== Required work ==
Select, from the material below, each line with "part" in it.

BEGIN Supplied data

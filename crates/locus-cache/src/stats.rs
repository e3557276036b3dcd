//! Cache statistics.

use chrono::{DateTime, Utc};

use locus_core::models::CacheStats;

/// Per-entry facts needed for stats.
pub struct EntryFacts {
    pub key: String,
    pub timestamp: DateTime<Utc>,
    pub access_count: u64,
}

/// Build a [`CacheStats`] from entry facts and cumulative counters.
pub fn compute(entries: Vec<EntryFacts>, hits: u64, misses: u64, now: DateTime<Utc>) -> CacheStats {
    let lookups = hits + misses;
    let ages = entries
        .iter()
        .map(|e| (now - e.timestamp).num_milliseconds().max(0));

    let most_accessed = entries
        .iter()
        .max_by(|a, b| {
            a.access_count
                .cmp(&b.access_count)
                .then_with(|| b.key.cmp(&a.key))
        })
        .map(|e| (e.key.clone(), e.access_count));

    CacheStats {
        size: entries.len(),
        hits,
        misses,
        hit_rate: rate(hits, lookups),
        miss_rate: rate(misses, lookups),
        oldest_age_ms: ages.clone().max(),
        newest_age_ms: ages.min(),
        most_accessed,
    }
}

fn rate(part: u64, total: u64) -> f64 {
    if total == 0 {
        0.0
    } else {
        part as f64 / total as f64
    }
}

END Supplied data

== Answer for this exercise ==
fn rate(part: u64, total: u64) -> f64 {
        part as f64 / total as f64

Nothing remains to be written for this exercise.